## REQUIRED ACTION
Check each line of the material below for "derive" and copy those where it appears.
START MATERIAL SHOWN
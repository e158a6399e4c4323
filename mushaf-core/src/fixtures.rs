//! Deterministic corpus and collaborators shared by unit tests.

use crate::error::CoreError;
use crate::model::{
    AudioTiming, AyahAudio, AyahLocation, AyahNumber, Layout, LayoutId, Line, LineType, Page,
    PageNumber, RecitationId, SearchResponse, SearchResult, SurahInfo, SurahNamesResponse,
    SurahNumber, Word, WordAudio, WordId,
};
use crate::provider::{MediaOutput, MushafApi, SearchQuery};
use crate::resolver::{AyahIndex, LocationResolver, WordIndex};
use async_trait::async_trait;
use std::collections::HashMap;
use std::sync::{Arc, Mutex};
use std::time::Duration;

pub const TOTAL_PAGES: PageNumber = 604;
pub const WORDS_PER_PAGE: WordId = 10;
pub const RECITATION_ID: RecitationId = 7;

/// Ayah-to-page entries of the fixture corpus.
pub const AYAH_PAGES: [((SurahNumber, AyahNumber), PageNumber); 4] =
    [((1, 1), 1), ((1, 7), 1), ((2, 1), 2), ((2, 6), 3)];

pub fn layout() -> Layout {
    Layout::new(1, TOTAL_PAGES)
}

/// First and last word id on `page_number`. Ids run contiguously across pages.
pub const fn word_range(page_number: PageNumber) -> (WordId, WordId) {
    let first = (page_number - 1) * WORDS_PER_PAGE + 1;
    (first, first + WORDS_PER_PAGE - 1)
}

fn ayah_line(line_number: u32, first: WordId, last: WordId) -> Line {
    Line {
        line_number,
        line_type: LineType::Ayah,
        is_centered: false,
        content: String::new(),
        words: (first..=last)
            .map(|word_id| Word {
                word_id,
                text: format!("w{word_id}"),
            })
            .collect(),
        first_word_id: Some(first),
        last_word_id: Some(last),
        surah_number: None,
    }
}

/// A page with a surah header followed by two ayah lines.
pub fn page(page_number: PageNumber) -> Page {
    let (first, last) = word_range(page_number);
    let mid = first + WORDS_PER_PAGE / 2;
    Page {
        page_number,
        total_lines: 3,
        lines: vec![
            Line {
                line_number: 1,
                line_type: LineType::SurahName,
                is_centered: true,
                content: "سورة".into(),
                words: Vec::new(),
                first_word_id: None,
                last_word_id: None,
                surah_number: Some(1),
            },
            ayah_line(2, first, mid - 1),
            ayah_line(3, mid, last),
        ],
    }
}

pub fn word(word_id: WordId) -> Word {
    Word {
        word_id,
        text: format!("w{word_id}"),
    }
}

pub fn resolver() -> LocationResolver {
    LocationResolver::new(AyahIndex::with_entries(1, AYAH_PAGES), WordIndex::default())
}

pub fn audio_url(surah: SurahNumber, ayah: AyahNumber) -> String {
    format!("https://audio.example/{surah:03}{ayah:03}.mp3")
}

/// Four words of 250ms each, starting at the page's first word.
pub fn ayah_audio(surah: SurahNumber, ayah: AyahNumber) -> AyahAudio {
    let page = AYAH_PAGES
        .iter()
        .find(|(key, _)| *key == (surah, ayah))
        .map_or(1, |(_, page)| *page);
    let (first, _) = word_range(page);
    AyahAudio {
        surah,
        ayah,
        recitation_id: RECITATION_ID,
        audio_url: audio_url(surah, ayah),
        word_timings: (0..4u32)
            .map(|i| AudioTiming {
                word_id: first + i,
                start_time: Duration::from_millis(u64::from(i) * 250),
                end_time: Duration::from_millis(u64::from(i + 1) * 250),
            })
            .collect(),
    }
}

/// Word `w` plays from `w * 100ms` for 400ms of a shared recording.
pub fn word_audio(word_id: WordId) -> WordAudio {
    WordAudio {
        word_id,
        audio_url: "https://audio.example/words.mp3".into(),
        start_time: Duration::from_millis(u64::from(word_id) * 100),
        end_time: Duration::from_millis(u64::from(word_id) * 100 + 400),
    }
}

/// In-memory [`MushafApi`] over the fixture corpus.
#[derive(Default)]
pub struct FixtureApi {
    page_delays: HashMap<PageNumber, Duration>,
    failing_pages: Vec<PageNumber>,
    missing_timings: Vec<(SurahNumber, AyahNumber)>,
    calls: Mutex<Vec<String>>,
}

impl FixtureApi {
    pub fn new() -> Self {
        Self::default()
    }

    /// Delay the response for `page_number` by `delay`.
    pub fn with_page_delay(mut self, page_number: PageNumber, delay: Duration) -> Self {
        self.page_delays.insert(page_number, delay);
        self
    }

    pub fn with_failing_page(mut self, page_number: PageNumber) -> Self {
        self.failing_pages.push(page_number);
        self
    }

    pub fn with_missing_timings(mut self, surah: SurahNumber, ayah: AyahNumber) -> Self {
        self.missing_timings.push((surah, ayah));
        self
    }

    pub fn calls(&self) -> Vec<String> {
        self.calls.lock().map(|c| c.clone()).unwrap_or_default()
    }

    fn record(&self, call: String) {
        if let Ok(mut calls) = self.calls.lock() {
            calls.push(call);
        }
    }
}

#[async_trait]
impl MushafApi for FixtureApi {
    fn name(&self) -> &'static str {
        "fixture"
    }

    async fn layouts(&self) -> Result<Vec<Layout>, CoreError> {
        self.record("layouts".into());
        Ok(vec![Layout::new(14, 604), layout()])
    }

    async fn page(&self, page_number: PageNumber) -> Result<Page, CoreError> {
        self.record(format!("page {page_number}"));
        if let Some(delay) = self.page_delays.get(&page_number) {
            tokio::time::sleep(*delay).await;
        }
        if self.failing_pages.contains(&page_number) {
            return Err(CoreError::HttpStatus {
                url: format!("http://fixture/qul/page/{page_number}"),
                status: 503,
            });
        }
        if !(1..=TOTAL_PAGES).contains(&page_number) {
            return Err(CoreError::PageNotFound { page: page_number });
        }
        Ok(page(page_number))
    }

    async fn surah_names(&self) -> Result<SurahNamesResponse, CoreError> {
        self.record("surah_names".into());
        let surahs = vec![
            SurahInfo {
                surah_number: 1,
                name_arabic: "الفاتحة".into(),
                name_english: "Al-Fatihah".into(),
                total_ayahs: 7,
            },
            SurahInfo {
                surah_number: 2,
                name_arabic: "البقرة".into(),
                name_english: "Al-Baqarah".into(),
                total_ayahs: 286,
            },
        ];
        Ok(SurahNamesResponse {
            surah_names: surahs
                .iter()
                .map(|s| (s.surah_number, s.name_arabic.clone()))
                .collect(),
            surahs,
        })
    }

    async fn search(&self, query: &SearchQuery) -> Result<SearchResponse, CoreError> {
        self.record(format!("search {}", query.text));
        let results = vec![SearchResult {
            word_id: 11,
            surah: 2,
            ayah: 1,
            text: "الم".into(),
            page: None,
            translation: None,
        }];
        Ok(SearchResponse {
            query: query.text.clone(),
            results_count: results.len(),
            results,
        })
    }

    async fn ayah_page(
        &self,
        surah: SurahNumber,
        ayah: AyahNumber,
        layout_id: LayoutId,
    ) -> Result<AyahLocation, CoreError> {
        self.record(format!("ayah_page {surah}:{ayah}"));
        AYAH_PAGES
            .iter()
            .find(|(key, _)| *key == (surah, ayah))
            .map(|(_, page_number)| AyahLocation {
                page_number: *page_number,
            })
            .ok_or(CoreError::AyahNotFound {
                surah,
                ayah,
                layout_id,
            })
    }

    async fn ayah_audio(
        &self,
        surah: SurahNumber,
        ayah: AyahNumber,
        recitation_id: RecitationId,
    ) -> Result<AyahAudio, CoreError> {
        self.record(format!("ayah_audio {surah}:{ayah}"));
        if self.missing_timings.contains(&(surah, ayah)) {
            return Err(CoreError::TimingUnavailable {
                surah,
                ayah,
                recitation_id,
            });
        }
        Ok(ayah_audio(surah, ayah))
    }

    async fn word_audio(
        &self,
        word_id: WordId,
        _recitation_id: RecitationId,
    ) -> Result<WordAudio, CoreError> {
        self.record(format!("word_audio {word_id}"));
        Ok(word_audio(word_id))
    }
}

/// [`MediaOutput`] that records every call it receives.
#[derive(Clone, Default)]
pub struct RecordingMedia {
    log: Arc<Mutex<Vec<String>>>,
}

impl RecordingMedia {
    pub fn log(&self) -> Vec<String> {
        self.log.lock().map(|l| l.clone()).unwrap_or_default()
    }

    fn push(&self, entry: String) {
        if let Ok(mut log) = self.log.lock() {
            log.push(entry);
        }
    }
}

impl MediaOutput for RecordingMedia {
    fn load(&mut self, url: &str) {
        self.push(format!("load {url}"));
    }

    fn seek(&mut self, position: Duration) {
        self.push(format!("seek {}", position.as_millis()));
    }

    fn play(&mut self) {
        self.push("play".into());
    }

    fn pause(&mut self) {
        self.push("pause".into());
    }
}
END MATERIAL SHOWN
## SOLUTION FOR THIS PROBLEM
#[derive(Default)]
#[derive(Clone, Default)]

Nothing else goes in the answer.